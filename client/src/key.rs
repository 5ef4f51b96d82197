//! Key representations for keyed resources.
//!
//! Three key shapes exist at runtime:
//!
//! - Simple keys are plain values (`i64`, `String`, ...) and need no
//!   wrapper.
//! - [`ComplexKey`] pairs a primary identifier with a params record
//!   (collections whose identifier declares a `params` type).
//! - [`CompoundKey`] is an ordered set of named parts (associations).

use std::fmt;

use thiserror::Error;

use crate::value::ParamValue;

/// A compound key: ordered, named, independently-typed parts.
///
/// ## Examples
///
/// ```
/// use restive_client::CompoundKey;
///
/// let key = CompoundKey::new()
///     .append("memberId", 17i64)
///     .append("groupId", 42i64);
///
/// assert_eq!(key.len(), 2);
/// assert_eq!(key.to_string(), "groupId=42&memberId=17");
/// ```
#[derive(Debug, Clone, Default, PartialEq)]
pub struct CompoundKey {
    parts: Vec<(String, ParamValue)>,
}

impl CompoundKey {
    /// Creates an empty compound key.
    pub fn new() -> Self {
        Self::default()
    }

    /// Appends a named part.
    pub fn append(mut self, name: impl Into<String>, value: impl Into<ParamValue>) -> Self {
        self.parts.push((name.into(), value.into()));
        self
    }

    /// Returns the part bound to `name`.
    ///
    /// ## Errors
    ///
    /// Returns [`KeyPartError`] when no part with that name was appended.
    pub fn part(&self, name: &str) -> Result<&ParamValue, KeyPartError> {
        self.parts
            .iter()
            .find(|(part, _)| part == name)
            .map(|(_, value)| value)
            .ok_or_else(|| KeyPartError {
                name: name.to_string(),
            })
    }

    /// Number of parts appended so far.
    pub fn len(&self) -> usize {
        self.parts.len()
    }

    /// Returns true when no parts have been appended.
    pub fn is_empty(&self) -> bool {
        self.parts.is_empty()
    }

    /// Iterates parts in append order.
    pub fn iter(&self) -> impl Iterator<Item = (&str, &ParamValue)> {
        self.parts.iter().map(|(name, value)| (name.as_str(), value))
    }
}

/// Renders `name=value` pairs joined by `&`, sorted by part name so equal
/// keys render identically regardless of append order.
impl fmt::Display for CompoundKey {
    fn fmt(&self, f: &mut fmt::Formatter<'_>) -> fmt::Result {
        let mut sorted: Vec<_> = self.parts.iter().collect();
        sorted.sort_by(|(a, _), (b, _)| a.cmp(b));
        let rendered: Vec<String> = sorted
            .iter()
            .map(|(name, value)| format!("{}={}", name, value))
            .collect();
        write!(f, "{}", rendered.join("&"))
    }
}

/// Lookup of a compound-key part that was never appended.
#[derive(Debug, Clone, PartialEq, Error)]
#[error("compound key has no part named '{name}'")]
pub struct KeyPartError {
    /// The requested part name.
    pub name: String,
}

/// A composite key: primary identifier plus a params record.
#[derive(Debug, Clone, PartialEq)]
pub struct ComplexKey<K, P> {
    id: K,
    params: P,
}

impl<K, P> ComplexKey<K, P> {
    /// Creates a composite key from its two components.
    pub fn new(id: K, params: P) -> Self {
        Self { id, params }
    }

    /// The primary identifier.
    pub fn id(&self) -> &K {
        &self.id
    }

    /// The params record.
    pub fn params(&self) -> &P {
        &self.params
    }
}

◆ Problem details: Report every line in the data above in which the word "sorted" appears.

◆ Answer section:
/// Renders `name=value` pairs joined by `&`, sorted by part name so equal
        let mut sorted: Vec<_> = self.parts.iter().collect();
        sorted.sort_by(|(a, _), (b, _)| a.cmp(b));
        let rendered: Vec<String> = sorted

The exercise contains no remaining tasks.